| YOUR INSTRUCTIONS |
From the listing below, extract every line containing "Value".

| RECORD EXTRACTS |
------------

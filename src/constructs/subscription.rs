use serde_json::{json, Value};

use crate::constructs::Ref;

/// Join entity binding one check to one alert channel.
///
/// Created lazily from [`Check::subscriptions`](crate::Check::subscriptions)
/// and owned by the project registry, not by the check itself. Both sides are
/// referenced by logical id and resolved at deployment time.
#[derive(Debug, Clone, PartialEq, Eq)]
pub struct AlertChannelSubscription {
    logical_id: String,
    pub check_id: Ref,
    pub alert_channel_id: Ref,
    pub activated: bool,
}

impl AlertChannelSubscription {
    pub fn new<S: Into<String>>(logical_id: S, check_id: Ref, alert_channel_id: Ref) -> Self {
        Self {
            logical_id: logical_id.into(),
            check_id,
            alert_channel_id,
            activated: true,
        }
    }

    pub fn logical_id(&self) -> &str {
        &self.logical_id
    }

    pub fn synthesize(&self) -> Value {
        json!({
            "checkId": self.check_id,
            "alertChannelId": self.alert_channel_id,
            "activated": self.activated,
        })
    }
}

------------

| RESPONSE FOR THIS EXERCISE |
use serde_json::{json, Value};
    pub fn synthesize(&self) -> Value {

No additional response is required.